--- Data supplied ---
· · · · ·

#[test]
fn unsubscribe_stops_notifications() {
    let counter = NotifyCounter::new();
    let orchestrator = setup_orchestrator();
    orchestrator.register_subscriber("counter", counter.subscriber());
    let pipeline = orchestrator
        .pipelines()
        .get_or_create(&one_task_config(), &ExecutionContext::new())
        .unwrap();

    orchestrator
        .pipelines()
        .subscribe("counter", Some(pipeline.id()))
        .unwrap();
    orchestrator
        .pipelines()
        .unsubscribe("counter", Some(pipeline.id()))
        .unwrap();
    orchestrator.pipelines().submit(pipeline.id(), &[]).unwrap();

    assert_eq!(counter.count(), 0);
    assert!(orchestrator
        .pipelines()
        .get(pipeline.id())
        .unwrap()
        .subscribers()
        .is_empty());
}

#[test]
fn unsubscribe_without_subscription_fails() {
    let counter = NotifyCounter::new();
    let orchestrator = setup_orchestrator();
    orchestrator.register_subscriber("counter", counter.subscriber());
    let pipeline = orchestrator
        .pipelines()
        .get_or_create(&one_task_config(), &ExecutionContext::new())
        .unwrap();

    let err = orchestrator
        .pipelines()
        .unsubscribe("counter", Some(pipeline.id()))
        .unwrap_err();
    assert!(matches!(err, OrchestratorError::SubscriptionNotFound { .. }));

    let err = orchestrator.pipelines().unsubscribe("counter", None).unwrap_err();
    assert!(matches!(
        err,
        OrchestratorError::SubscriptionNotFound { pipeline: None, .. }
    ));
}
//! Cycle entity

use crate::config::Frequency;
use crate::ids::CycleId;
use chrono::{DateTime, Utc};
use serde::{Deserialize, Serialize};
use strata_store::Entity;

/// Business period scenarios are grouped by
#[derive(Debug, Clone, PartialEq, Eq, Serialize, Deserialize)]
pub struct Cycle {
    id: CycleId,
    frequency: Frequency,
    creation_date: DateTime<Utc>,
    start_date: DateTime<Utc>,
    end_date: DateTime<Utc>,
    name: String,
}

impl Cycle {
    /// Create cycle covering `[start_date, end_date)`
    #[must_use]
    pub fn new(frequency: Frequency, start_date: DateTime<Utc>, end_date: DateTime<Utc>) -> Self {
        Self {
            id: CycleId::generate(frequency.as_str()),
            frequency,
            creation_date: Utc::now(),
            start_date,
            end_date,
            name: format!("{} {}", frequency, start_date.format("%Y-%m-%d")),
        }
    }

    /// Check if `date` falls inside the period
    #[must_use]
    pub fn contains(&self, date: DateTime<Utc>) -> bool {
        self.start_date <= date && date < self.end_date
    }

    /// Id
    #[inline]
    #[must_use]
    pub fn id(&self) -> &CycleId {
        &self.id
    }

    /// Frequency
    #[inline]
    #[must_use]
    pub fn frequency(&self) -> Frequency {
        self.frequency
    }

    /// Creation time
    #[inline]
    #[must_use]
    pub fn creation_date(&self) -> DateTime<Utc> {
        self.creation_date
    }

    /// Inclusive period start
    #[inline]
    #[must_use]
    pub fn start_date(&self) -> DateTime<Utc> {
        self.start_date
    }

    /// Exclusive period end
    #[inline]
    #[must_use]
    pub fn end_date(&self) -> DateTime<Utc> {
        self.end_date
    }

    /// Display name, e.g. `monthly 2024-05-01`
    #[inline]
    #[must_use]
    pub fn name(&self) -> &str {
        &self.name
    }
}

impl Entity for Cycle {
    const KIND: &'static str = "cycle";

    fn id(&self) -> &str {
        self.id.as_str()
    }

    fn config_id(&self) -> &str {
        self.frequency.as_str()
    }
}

· · · · ·

Go over the records above line by line and count those holding the word "crate". Reply only with the number.

--- Task solution ---
2